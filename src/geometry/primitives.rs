// SPDX-License-Identifier: MIT
// Copyright 2026 Roland Dreier <roland@rolandd.dev>

//! Point, distance and quantization primitives.

use serde::{Deserialize, Serialize};
#[cfg(feature = "binding-generation")]
use ts_rs::TS;

/// Mean Earth radius used for all great-circle distances.
pub const EARTH_RADIUS_METERS: f64 = 6_371_000.0;

/// Tolerance (degrees, ~1 m) for treating two points as the same vertex.
pub const POINT_EPSILON_DEGREES: f64 = 1e-5;

/// Default `cell_key` precision (4 decimals, ~11 m grid).
pub const DEFAULT_CELL_PRECISION: u32 = 4;

/// An immutable WGS84 coordinate with an optional epoch-millisecond timestamp.
#[derive(Debug, Clone, Copy, PartialEq, Serialize, Deserialize)]
#[cfg_attr(feature = "binding-generation", derive(TS))]
#[cfg_attr(
    feature = "binding-generation",
    ts(export, export_to = "web/src/lib/generated/")
)]
pub struct GeoPoint {
    pub lat: f64,
    pub lng: f64,
    #[serde(default, skip_serializing_if = "Option::is_none")]
    #[cfg_attr(feature = "binding-generation", ts(type = "number | null"))]
    pub t: Option<i64>,
}

impl GeoPoint {
    pub fn new(lat: f64, lng: f64) -> Self {
        Self { lat, lng, t: None }
    }

    pub fn at(lat: f64, lng: f64, t: i64) -> Self {
        Self {
            lat,
            lng,
            t: Some(t),
        }
    }

    /// Vertex equality used when joining boundary segments.
    pub fn approx_eq(&self, other: &GeoPoint) -> bool {
        (self.lat - other.lat).abs() < POINT_EPSILON_DEGREES
            && (self.lng - other.lng).abs() < POINT_EPSILON_DEGREES
    }

    /// Planar coordinate with x = longitude, y = latitude.
    pub fn coord(&self) -> geo::Coord<f64> {
        geo::Coord {
            x: self.lng,
            y: self.lat,
        }
    }

    pub fn from_coord(c: geo::Coord<f64>) -> Self {
        Self::new(c.y, c.x)
    }

    pub fn is_valid(&self) -> bool {
        self.lat.is_finite()
            && self.lng.is_finite()
            && (-90.0..=90.0).contains(&self.lat)
            && (-180.0..=180.0).contains(&self.lng)
    }
}

/// Great-circle distance in meters (haversine, mean Earth radius).
pub fn haversine_meters(a: &GeoPoint, b: &GeoPoint) -> f64 {
    let d_lat = (b.lat - a.lat).to_radians();
    let d_lng = (b.lng - a.lng).to_radians();

    let h = (d_lat / 2.0).sin().powi(2)
        + a.lat.to_radians().cos() * b.lat.to_radians().cos() * (d_lng / 2.0).sin().powi(2);

    // Rounding can push h a hair past 1 for antipodal points.
    2.0 * EARTH_RADIUS_METERS * h.min(1.0).sqrt().asin()
}

/// Quantize a point to a stable grid key at `precision` decimal places.
///
/// Two points share a key iff both coordinates round to the same multiple of
/// `10^-precision`. Keys carry the scaled integers, so `-0.0` and `0.0` agree.
pub fn cell_key(p: &GeoPoint, precision: u32) -> String {
    let scale = 10f64.powi(precision as i32);
    let lat = (p.lat * scale).round() as i64;
    let lng = (p.lng * scale).round() as i64;
    format!("{}:{}:{}", precision, lat, lng)
}

/// Axis-aligned bounding box in degrees.
///
/// Field names follow the OSM `bounds` object so payload metadata
/// deserializes directly.
#[derive(Debug, Clone, Copy, PartialEq, Serialize, Deserialize)]
#[cfg_attr(feature = "binding-generation", derive(TS))]
#[cfg_attr(
    feature = "binding-generation",
    ts(export, export_to = "web/src/lib/generated/")
)]
pub struct Bounds {
    #[serde(rename = "minlat")]
    pub min_lat: f64,
    #[serde(rename = "minlon")]
    pub min_lng: f64,
    #[serde(rename = "maxlat")]
    pub max_lat: f64,
    #[serde(rename = "maxlon")]
    pub max_lng: f64,
}

impl Bounds {
    pub fn new(min_lat: f64, min_lng: f64, max_lat: f64, max_lng: f64) -> Self {
        Self {
            min_lat,
            min_lng,
            max_lat,
            max_lng,
        }
    }

    /// Tight bounds of a point set, `None` when empty.
    pub fn from_points<'a, I>(points: I) -> Option<Self>
    where
        I: IntoIterator<Item = &'a GeoPoint>,
    {
        let mut iter = points.into_iter();
        let first = iter.next()?;
        let mut bounds = Self::new(first.lat, first.lng, first.lat, first.lng);
        for p in iter {
            bounds.include(p);
        }
        Some(bounds)
    }

    /// Square box of `radius_meters` half-size around `center`.
    pub fn around(center: &GeoPoint, radius_meters: f64) -> Self {
        let d_lat = (radius_meters / EARTH_RADIUS_METERS).to_degrees();
        // Clamp so the longitude span stays finite near the poles.
        let cos_lat = center.lat.to_radians().cos().max(0.01);
        let d_lng = d_lat / cos_lat;
        Self::new(
            (center.lat - d_lat).max(-90.0),
            (center.lng - d_lng).max(-180.0),
            (center.lat + d_lat).min(90.0),
            (center.lng + d_lng).min(180.0),
        )
    }

    pub fn include(&mut self, p: &GeoPoint) {
        self.min_lat = self.min_lat.min(p.lat);
        self.min_lng = self.min_lng.min(p.lng);
        self.max_lat = self.max_lat.max(p.lat);
        self.max_lng = self.max_lng.max(p.lng);
    }

    pub fn union(&self, other: &Bounds) -> Bounds {
        Bounds::new(
            self.min_lat.min(other.min_lat),
            self.min_lng.min(other.min_lng),
            self.max_lat.max(other.max_lat),
            self.max_lng.max(other.max_lng),
        )
    }

    /// Inclusive containment.
    pub fn contains(&self, p: &GeoPoint) -> bool {
        p.lat >= self.min_lat && p.lat <= self.max_lat && p.lng >= self.min_lng && p.lng <= self.max_lng
    }

    pub fn intersects(&self, other: &Bounds) -> bool {
        self.min_lat <= other.max_lat
            && self.max_lat >= other.min_lat
            && self.min_lng <= other.max_lng
            && self.max_lng >= other.min_lng
    }

    pub fn padded(&self, degrees: f64) -> Bounds {
        Bounds::new(
            self.min_lat - degrees,
            self.min_lng - degrees,
            self.max_lat + degrees,
            self.max_lng + degrees,
        )
    }

    pub fn center(&self) -> GeoPoint {
        GeoPoint::new(
            (self.min_lat + self.max_lat) / 2.0,
            (self.min_lng + self.max_lng) / 2.0,
        )
    }

    pub fn is_valid(&self) -> bool {
        [self.min_lat, self.min_lng, self.max_lat, self.max_lng]
            .iter()
            .all(|v| v.is_finite())
            && self.min_lat <= self.max_lat
            && self.min_lng <= self.max_lng
    }
}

*-*-*

__Work task__
Starting with the first line of the listing above, copy each line exactly until you have copied the line containing "the same vertex.". Stop there.

__Your response__
filename src/geometry/primitives.rs
// SPDX-License-Identifier: MIT
// Copyright 2026 Roland Dreier <roland@rolandd.dev>

//! Point, distance and quantization primitives.

use serde::{Deserialize, Serialize};
#[cfg(feature = "binding-generation")]
use ts_rs::TS;

/// Mean Earth radius used for all great-circle distances.
pub const EARTH_RADIUS_METERS: f64 = 6_371_000.0;

/// Tolerance (degrees, ~1 m) for treating two points as the same vertex.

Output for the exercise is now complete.